Такое лицо способно преображаться, то стареть, а то выглядеть почти детским, грозным или беззащитным, сострадающим или отчужденным, оно притягивает и запоминается.
У Амо было иное: когда он во что-то всматривался, наблюдал, слушал, только большие его, удлиненные ярко-карие глаза поблескивали, от радости или огорчения. На матовой, смугловатой коже, на скулах, проступал румянец.
Но если прикидывал свой ход для сценки, его, быть может, и красивое лицо, не люблю это растяжимое определение, порой превращалось в страшноватую маску. Небольшой рот растягивался чуть ли не до ушей, или кривая улыбка скашивала лицо, глаза становилась злобными щелями.

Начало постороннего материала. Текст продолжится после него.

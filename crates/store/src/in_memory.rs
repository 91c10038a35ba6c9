//! In-memory event store: useful for testing and throwaway sessions.

use async_trait::async_trait;
use medtriage_config::IdPolicy;
use medtriage_core::error::StoreError;
use medtriage_core::event::{Event, EventBody, EventId};
use medtriage_core::store::EventStore;
use std::sync::Arc;
use tokio::sync::RwLock;

use crate::next_event_id;

#[derive(Default)]
struct State {
    events: Vec<Event>,
    counter: EventId,
}

/// An event store that keeps the log in a Vec and never touches disk.
pub struct InMemoryEventStore {
    policy: IdPolicy,
    state: Arc<RwLock<State>>,
}

impl InMemoryEventStore {
    pub fn new() -> Self {
        Self::with_policy(IdPolicy::default())
    }

    pub fn with_policy(policy: IdPolicy) -> Self {
        Self {
            policy,
            state: Arc::new(RwLock::new(State::default())),
        }
    }
}

impl Default for InMemoryEventStore {
    fn default() -> Self {
        Self::new()
    }
}

#[async_trait]
impl EventStore for InMemoryEventStore {
    fn name(&self) -> &str {
        "in_memory"
    }

    async fn append(&self, text: String, body: EventBody) -> Result<Event, StoreError> {
        let mut state = self.state.write().await;
        let id = next_event_id(&state.events, self.policy, state.counter)?;
        let event = Event::new(id, text, body);
        state.events.push(event.clone());
        state.counter = id.saturating_add(1);
        Ok(event)
    }

    async fn all(&self) -> Result<Vec<Event>, StoreError> {
        Ok(self.state.read().await.events.clone())
    }

    async fn delete(&self, id: EventId) -> Result<usize, StoreError> {
        let mut state = self.state.write().await;
        let before = state.events.len();
        state.events.retain(|e| e.id != id);
        Ok(before - state.events.len())
    }

    async fn count(&self) -> Result<usize, StoreError> {
        Ok(self.state.read().await.events.len())
    }
}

Помню, как одновременно играл он Бедного Амо и Злого братца.
У Амо оставалась его собственная физиономия, только более простодушная, чем обычно, ворот рубахи расстегнут, тонкая мальчишеская шея обнажена, рукава закатаны выше локтя, а крепкие руки плетут уздечку.
Но вот неожиданно являлся его антипод, метаморфоза происходила в доли минуты — гримаса зависти, подозрительности, необузданные жесты.
Я же в своем саду, видя, как репетирует Амо, не мог избавиться от ощущения, что вот сюда, ко мне, и взаправду ворвался Злой братец. Тот, кто не мог простить Амо доброту и простодушие, ловкость и дружелюбие.
Едва Амо-простак поворачивался ко мне, зрителю, спиной, начиналась его борьба со Злым братцем.
Руки противника туго охватывали плечи Амо, цепкие пальцы впивались в шею, и я видел, как сопротивлялся, высвобождаясь из коварных объятий, Амо, извиваясь от боли.
Порой рука злодея исчезала, и вместо нее возникала рука Амо, отрывавшего клешню Злого братца уже от своего затылка.
Невозможно было представить, что весь напряженный поединок выдерживал один артист, закинув за собственную спину всего-навсего две свои же руки, которые превращались как бы в самостоятельные персонажи.
Чего греха таить, завороженный странным поединком, я невольно, как в некоем мультфильме, видел в разных позициях историю о себе самом, дружбу-вражду с тем, кто десятки лет числился моим другом, а оказался оборотнем, — во вполне современной оболочке, не только цивилизованным существом, но и талантливым ученым.